> **EXERCISE DESCRIPTION**
Write each entry out again exactly, with nothing omitted.

........

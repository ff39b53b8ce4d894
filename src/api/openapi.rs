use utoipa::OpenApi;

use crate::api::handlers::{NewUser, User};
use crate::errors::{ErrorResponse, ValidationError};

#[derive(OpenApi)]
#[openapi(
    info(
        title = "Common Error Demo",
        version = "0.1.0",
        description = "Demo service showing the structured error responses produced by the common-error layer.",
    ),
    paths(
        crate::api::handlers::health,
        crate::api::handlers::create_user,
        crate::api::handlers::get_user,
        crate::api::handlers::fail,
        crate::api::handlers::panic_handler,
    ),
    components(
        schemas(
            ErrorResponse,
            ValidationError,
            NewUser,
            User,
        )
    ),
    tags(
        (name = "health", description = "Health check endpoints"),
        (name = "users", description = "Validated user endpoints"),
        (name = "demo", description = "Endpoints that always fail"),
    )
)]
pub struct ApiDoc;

........

> **FINAL ANSWER**
repository ff39b53b8ce4d894
filename src/api/openapi.rs
use utoipa::OpenApi;

use crate::api::handlers::{NewUser, User};
use crate::errors::{ErrorResponse, ValidationError};

#[derive(OpenApi)]
#[openapi(
    info(
        title = "Common Error Demo",
        version = "0.1.0",
        description = "Demo service showing the structured error responses produced by the common-error layer.",
    ),
    paths(
        crate::api::handlers::health,
        crate::api::handlers::create_user,
        crate::api::handlers::get_user,
        crate::api::handlers::fail,
        crate::api::handlers::panic_handler,
    ),
    components(
        schemas(
            ErrorResponse,
            ValidationError,
            NewUser,
            User,
        )
    ),
    tags(
        (name = "health", description = "Health check endpoints"),
        (name = "users", description = "Validated user endpoints"),
        (name = "demo", description = "Endpoints that always fail"),
    )
)]
pub struct ApiDoc;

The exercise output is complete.